* [TASK INPUT]:

┄┄┄┄┄┄

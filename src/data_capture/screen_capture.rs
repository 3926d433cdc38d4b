use std::time::Duration;

use async_trait::async_trait;
use log::{debug, error};

use super::command::{run_command, CommandFailure};
use super::types::CapturedImage;
use crate::error_handling::types::CaptureError;

/// Source of screen images.
#[async_trait]
pub trait ScreenCapture: Send + Sync {
    async fn capture(&self) -> Result<CapturedImage, CaptureError>;
}

/// Captures the screen by running an external screenshot tool.
///
/// The configured command must write the image to `{path}`, e.g.
/// `["scrot", "--overwrite", "{path}"]` or `["grim", "{path}"]`.
pub struct CommandCapture {
    command: Vec<String>,
    extension: String,
    timeout: Duration,
}

impl CommandCapture {
    pub fn new(command: Vec<String>, extension: &str, timeout: Duration) -> Self {
        Self {
            command,
            extension: extension.to_string(),
            timeout,
        }
    }
}

#[async_trait]
impl ScreenCapture for CommandCapture {
    async fn capture(&self) -> Result<CapturedImage, CaptureError> {
        let target = tempfile::Builder::new()
            .prefix("recall-capture-")
            .suffix(&format!(".{}", self.extension))
            .tempfile()
            .map_err(|e| {
                error!("Failed to create capture target: {}", e);
                CaptureError::IoError(e)
            })?;

        run_command(&self.command, target.path(), self.timeout)
            .await
            .map_err(|failure| match failure {
                CommandFailure::Spawn(e) => CaptureError::IoError(e),
                CommandFailure::TimedOut => CaptureError::Timeout(self.timeout.as_secs()),
                CommandFailure::Status(msg) => CaptureError::CommandFailed(msg),
            })?;

        let bytes = tokio::fs::read(target.path()).await?;
        if bytes.is_empty() {
            return Err(CaptureError::EmptyImage);
        }
        debug!("Captured {} byte(s) of {}", bytes.len(), self.extension);
        Ok(CapturedImage::new(bytes, &self.extension))
    }
}
use serde::{Deserialize, Serialize};

use crate::controller::Status;
use crate::storage::types::ArtifactId;

/// API error payload
#[derive(Serialize)]
pub struct ApiError {
    pub message: String,
}

#[derive(Serialize)]
pub struct ArtifactResponse {
    pub id: ArtifactId,
    pub captured_at: String,
    pub url: String,
}

impl From<ArtifactId> for ArtifactResponse {
    fn from(id: ArtifactId) -> Self {
        Self {
            captured_at: id.display_time(),
            url: format!("/artifacts/{}", id),
            id,
        }
    }
}

#[derive(Serialize)]
pub struct DescriptionResponse {
    pub id: ArtifactId,
    pub description: String,
}

#[derive(Deserialize)]
pub struct SearchQuery {
    #[serde(default)]
    pub q: String,
    #[serde(default)]
    pub case_sensitive: bool,
}

#[derive(Serialize)]
pub struct SearchResponse {
    pub query: String,
    pub results: Vec<ArtifactResponse>,
}

#[derive(Serialize)]
pub struct DeleteResponse {
    pub id: ArtifactId,
    pub deleted: bool,
}

#[derive(Deserialize)]
pub struct CapacityRequest {
    pub capacity: usize,
}

/// Reply to start, stop and capacity changes.
#[derive(Serialize)]
pub struct ControlResponse {
    /// False when the request left the state as it was
    pub changed: bool,
    pub status: Status,
}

┄┄┄┄┄┄

* [EXERCISE GOAL]: Print out the whole listing exactly as it appears.

* [TASK OUTPUT]:
filename src/data_capture/screen_capture.rs
repository 3926d433cdc38d4b
use std::time::Duration;

use async_trait::async_trait;
use log::{debug, error};

use super::command::{run_command, CommandFailure};
use super::types::CapturedImage;
use crate::error_handling::types::CaptureError;

/// Source of screen images.
#[async_trait]
pub trait ScreenCapture: Send + Sync {
    async fn capture(&self) -> Result<CapturedImage, CaptureError>;
}

/// Captures the screen by running an external screenshot tool.
///
/// The configured command must write the image to `{path}`, e.g.
/// `["scrot", "--overwrite", "{path}"]` or `["grim", "{path}"]`.
pub struct CommandCapture {
    command: Vec<String>,
    extension: String,
    timeout: Duration,
}

impl CommandCapture {
    pub fn new(command: Vec<String>, extension: &str, timeout: Duration) -> Self {
        Self {
            command,
            extension: extension.to_string(),
            timeout,
        }
    }
}

#[async_trait]
impl ScreenCapture for CommandCapture {
    async fn capture(&self) -> Result<CapturedImage, CaptureError> {
        let target = tempfile::Builder::new()
            .prefix("recall-capture-")
            .suffix(&format!(".{}", self.extension))
            .tempfile()
            .map_err(|e| {
                error!("Failed to create capture target: {}", e);
                CaptureError::IoError(e)
            })?;

        run_command(&self.command, target.path(), self.timeout)
            .await
            .map_err(|failure| match failure {
                CommandFailure::Spawn(e) => CaptureError::IoError(e),
                CommandFailure::TimedOut => CaptureError::Timeout(self.timeout.as_secs()),
                CommandFailure::Status(msg) => CaptureError::CommandFailed(msg),
            })?;

        let bytes = tokio::fs::read(target.path()).await?;
        if bytes.is_empty() {
            return Err(CaptureError::EmptyImage);
        }
        debug!("Captured {} byte(s) of {}", bytes.len(), self.extension);
        Ok(CapturedImage::new(bytes, &self.extension))
    }
}
use serde::{Deserialize, Serialize};

use crate::controller::Status;
use crate::storage::types::ArtifactId;

/// API error payload
#[derive(Serialize)]
pub struct ApiError {
    pub message: String,
}

#[derive(Serialize)]
pub struct ArtifactResponse {
    pub id: ArtifactId,
    pub captured_at: String,
    pub url: String,
}

impl From<ArtifactId> for ArtifactResponse {
    fn from(id: ArtifactId) -> Self {
        Self {
            captured_at: id.display_time(),
            url: format!("/artifacts/{}", id),
            id,
        }
    }
}

#[derive(Serialize)]
pub struct DescriptionResponse {
    pub id: ArtifactId,
    pub description: String,
}

#[derive(Deserialize)]
pub struct SearchQuery {
    #[serde(default)]
    pub q: String,
    #[serde(default)]
    pub case_sensitive: bool,
}

#[derive(Serialize)]
pub struct SearchResponse {
    pub query: String,
    pub results: Vec<ArtifactResponse>,
}

#[derive(Serialize)]
pub struct DeleteResponse {
    pub id: ArtifactId,
    pub deleted: bool,
}

#[derive(Deserialize)]
pub struct CapacityRequest {
    pub capacity: usize,
}

/// Reply to start, stop and capacity changes.
#[derive(Serialize)]
pub struct ControlResponse {
    /// False when the request left the state as it was
    pub changed: bool,
    pub status: Status,
}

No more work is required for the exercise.